The bill, which has strong support from engineering and construction contractor groups, was approved on May 28 on a 417-1 vote. It was the first use of a newly installed House rule allowing lawmakers to vote by proxy. [View bill text here.]
The focus now will turn to the Senate, where a proposal that would make more modest changes than the House version surfaced just before the Memorial Day break.
A key element of the House measure, authored by Reps. Dean Phillips (D-Minn.) and Chip Roy (R-Texas), is a change in how PPP loan recipients must spend the proceeds.
Under the bill, at least 60% of the loan dollars must go for payroll. That's down from the 75% minimum share for payroll now.
An earlier version of the bill would have removed the current 75% payroll requirement altogether.
But that provision drew sharp criticism from a coalition of 17 labor unions, including the operating engineers' and painters' unions, both affiliates of North America’s Building Trades Unions.
Business groups would have preferred the original language ending the 75% mandate.
Peter Comstock, Associated Builders and Contractors director of legislative affairs, said in an interview, “Ideally, we would like businesses to have the flexibility they need to use these funds the way they see fit and the way that will ensure that their businesses are able to survive.”
But Comstock calls the final version’s 60% payroll minimum “a fair compromise.”
Among the House bill's other provisions is language to permit companies receiving PPP loans to have proceeds forgiven for expenses incurred during a 24-week period, compared with an eight-week period now.
Borrowers still would have the option to stick with the eight-week span.
In addition, PPP borrowers who don't seek or qualify for loan forgiveness would see their loans mature in five years, compared with two years now.
All PPP borrowers also would be able to fully defer payroll taxes through December.
ACEC, AGC comments
Jeff Urbanchuk, a spokesman for the American Council of Engineering Companies, said via email that the extension of the forgiveness period to 24 weeks “is particularly needed, as it gives engineering firms the ability to fully use the loan proceeds on allowable expenses.”
ACEC also supports the provision extending the repayment period to five years and language allowing the use of the eight-week period for forgiveness if borrowers prefer.

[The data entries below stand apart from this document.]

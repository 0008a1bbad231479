//! Configuration options for column resolution.

use serde::{Deserialize, Serialize};

/// Default similarity cutoff for fuzzy header matches.
pub const DEFAULT_FUZZY_CUTOFF: f64 = 0.84;

/// Options controlling how target columns are resolved.
#[derive(Debug, Clone, Copy, PartialEq, Serialize, Deserialize)]
pub struct ResolveOptions {
    /// Minimum similarity (0.0-1.0) for a fuzzy match to be accepted.
    ///
    /// Used as given; values outside the range simply accept everything
    /// (below 0) or nothing (above 1).
    pub fuzzy_cutoff: f64,
}

impl Default for ResolveOptions {
    fn default() -> Self {
        Self {
            fuzzy_cutoff: DEFAULT_FUZZY_CUTOFF,
        }
    }
}

impl ResolveOptions {
    pub fn new() -> Self {
        Self::default()
    }

    pub fn with_fuzzy_cutoff(mut self, cutoff: f64) -> Self {
        self.fuzzy_cutoff = cutoff;
        self
    }
}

Brian Turmail, an Associated General Contractors of America spokesman, said via email that the House measure "is exactly what we would like to see enacted."

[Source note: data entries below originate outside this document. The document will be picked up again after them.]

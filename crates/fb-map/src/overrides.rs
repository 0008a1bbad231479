//! Manual mapping overrides.
//!
//! An override file pins a FastBound column to an A&D source column. Three
//! formats are accepted, chosen by file extension:
//!
//! - CSV with the columns `FastBound Column` and `ATF Source`
//! - JSON object: `{ "FastBound Column": "ATF Source", ... }`
//! - YAML mapping with the same shape as the JSON object
//!
//! Entries keep the order in which they appear in the file.

use std::fs;
use std::path::Path;

use csv::ReaderBuilder;
use fb_model::{ImportError, Result};
use tracing::debug;

/// CSV header naming the FastBound (target) column.
pub const TARGET_HEADER: &str = "FastBound Column";
/// CSV header naming the A&D (source) column.
pub const SOURCE_HEADER: &str = "ATF Source";

/// Ordered target → source overrides.
#[derive(Debug, Clone, Default, PartialEq, Eq)]
pub struct Overrides {
    entries: Vec<(String, String)>,
}

impl Overrides {
    pub fn new() -> Self {
        Self::default()
    }

    /// Adds an override. A repeated target keeps its original position and
    /// takes the new source.
    pub fn insert(&mut self, target: impl Into<String>, source: impl Into<String>) {
        let target = target.into();
        let source = source.into();
        match self.entries.iter_mut().find(|(existing, _)| *existing == target) {
            Some(entry) => entry.1 = source,
            None => self.entries.push((target, source)),
        }
    }

    pub fn get(&self, target: &str) -> Option<&str> {
        self.entries
            .iter()
            .find(|(existing, _)| existing == target)
            .map(|(_, source)| source.as_str())
    }

    pub fn contains(&self, target: &str) -> bool {
        self.get(target).is_some()
    }

    pub fn iter(&self) -> impl Iterator<Item = (&str, &str)> {
        self.entries
            .iter()
            .map(|(target, source)| (target.as_str(), source.as_str()))
    }

    pub fn len(&self) -> usize {
        self.entries.len()
    }

    pub fn is_empty(&self) -> bool {
        self.entries.is_empty()
    }
}

impl<T: Into<String>, S: Into<String>> FromIterator<(T, S)> for Overrides {
    fn from_iter<I: IntoIterator<Item = (T, S)>>(iter: I) -> Self {
        let mut overrides = Self::new();
        for (target, source) in iter {
            overrides.insert(target, source);
        }
        overrides
    }
}

/// Load overrides from a CSV, JSON or YAML file.
///
/// # Errors
///
/// - [`ImportError::NotFound`] if the file does not exist
/// - [`ImportError::Config`] for unsupported extensions or malformed content
/// - [`ImportError::Validation`] when required fields are absent
pub fn load_overrides(path: &Path) -> Result<Overrides> {
    if !path.exists() {
        return Err(ImportError::not_found(path));
    }
    let extension = path
        .extension()
        .and_then(|ext| ext.to_str())
        .map(str::to_ascii_lowercase)
        .unwrap_or_default();
    let overrides = match extension.as_str() {
        "csv" => parse_csv(path, &fs::read(path)?)?,
        "json" => parse_json(path, &fs::read_to_string(path)?)?,
        "yml" | "yaml" => parse_yaml(path, &fs::read_to_string(path)?)?,
        _ => {
            return Err(ImportError::config(format!(
                "unsupported override format for {} (use .csv, .json, .yml or .yaml)",
                path.display()
            )));
        }
    };
    debug!(
        path = %path.display(),
        count = overrides.len(),
        "loaded mapping overrides"
    );
    Ok(overrides)
}

fn normalize_header(raw: &str) -> &str {
    raw.trim().trim_matches('\u{feff}')
}

fn parse_csv(path: &Path, bytes: &[u8]) -> Result<Overrides> {
    let mut reader = ReaderBuilder::new()
        .has_headers(true)
        .flexible(true)
        .from_reader(bytes);
    let headers = reader
        .headers()
        .map_err(|error| {
            ImportError::config(format!("malformed CSV in {}: {error}", path.display()))
        })?
        .clone();
    let position = |name: &str| headers.iter().position(|h| normalize_header(h) == name);
    let (Some(target_idx), Some(source_idx)) = (position(TARGET_HEADER), position(SOURCE_HEADER))
    else {
        return Err(ImportError::validation(format!(
            "override CSV {} must have columns '{TARGET_HEADER}' and '{SOURCE_HEADER}'",
            path.display()
        )));
    };

    let mut overrides = Overrides::new();
    for (idx, record) in reader.records().enumerate() {
        // Header is line 1.
        let line = idx + 2;
        let record = record.map_err(|error| {
            ImportError::config(format!("malformed CSV in {}: {error}", path.display()))
        })?;
        let target = record.get(target_idx).map(str::trim).unwrap_or_default();
        let source = record.get(source_idx).map(str::trim).unwrap_or_default();
        if target.is_empty() {
            return Err(ImportError::validation(format!(
                "{} line {line}: missing '{TARGET_HEADER}'",
                path.display()
            )));
        }
        if source.is_empty() {
            return Err(ImportError::validation(format!(
                "{} line {line}: missing '{SOURCE_HEADER}' for '{target}'",
                path.display()
            )));
        }
        overrides.insert(target, source);
    }
    Ok(overrides)
}

fn parse_json(path: &Path, content: &str) -> Result<Overrides> {
    let value: serde_json::Value = serde_json::from_str(content).map_err(|error| {
        ImportError::config(format!("malformed JSON in {}: {error}", path.display()))
    })?;
    let serde_json::Value::Object(map) = value else {
        return Err(ImportError::config(format!(
            "override JSON {} must be an object of column names",
            path.display()
        )));
    };
    let mut overrides = Overrides::new();
    for (target, value) in map {
        let source = match value {
            serde_json::Value::String(text) => text,
            serde_json::Value::Number(number) => number.to_string(),
            serde_json::Value::Bool(flag) => flag.to_string(),
            _ => {
                return Err(ImportError::validation(format!(
                    "{}: override for '{target}' must be a column name",
                    path.display()
                )));
            }
        };
        overrides.insert(target, source);
    }
    Ok(overrides)
}

fn parse_yaml(path: &Path, content: &str) -> Result<Overrides> {
    let value: serde_yaml::Value = serde_yaml::from_str(content).map_err(|error| {
        ImportError::config(format!("malformed YAML in {}: {error}", path.display()))
    })?;
    let map = match value {
        serde_yaml::Value::Null => return Ok(Overrides::new()),
        serde_yaml::Value::Mapping(map) => map,
        _ => {
            return Err(ImportError::config(format!(
                "override YAML {} must be a mapping of column names",
                path.display()
            )));
        }
    };
    let mut overrides = Overrides::new();
    for (key, value) in map {
        let Some(target) = yaml_scalar(&key) else {
            return Err(ImportError::validation(format!(
                "{}: override keys must be column names",
                path.display()
            )));
        };
        let Some(source) = yaml_scalar(&value) else {
            return Err(ImportError::validation(format!(
                "{}: override for '{target}' must be a column name",
                path.display()
            )));
        };
        overrides.insert(target, source);
    }
    Ok(overrides)
}

fn yaml_scalar(value: &serde_yaml::Value) -> Option<String> {
    match value {
        serde_yaml::Value::String(text) => Some(text.clone()),
        serde_yaml::Value::Number(number) => Some(number.to_string()),
        serde_yaml::Value::Bool(flag) => Some(flag.to_string()),
        _ => None,
    }
}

AGC said the House legislation should create construction jobs and help financially struggling firms, through provisions such as the extended 24-week coverage-period and loan maturity, as well as the 60% payroll minimum.
In the Senate, a bill backed by Sens. Marco Rubio (R-Fla.), Ben Cardin (D-Md.) and Susan Collins (R-Maine), among others, includes the extended deadline for applying for PPP loans.
But it would allow borrowers to use PPP loan funds for just 16 weeks, compared with the House version's 24 weeks.
Congress created PPP in the Coronavirus Aid, Relief and Economic Security, or CARES, Act, which President Trump signed into law on March 27. The CARES Act provided $349 billion for the program, but all of that money was committed in less than two weeks. Construction firms received the largest share of that sum among industries, with $44.9 billion.
Congress then added $310 billion for PPP in a new measure, enacted on April 24.
The Small Business Administration, which administers PPP, says that through May 27, $510.5 billion in loans had been approved for the two rounds combined.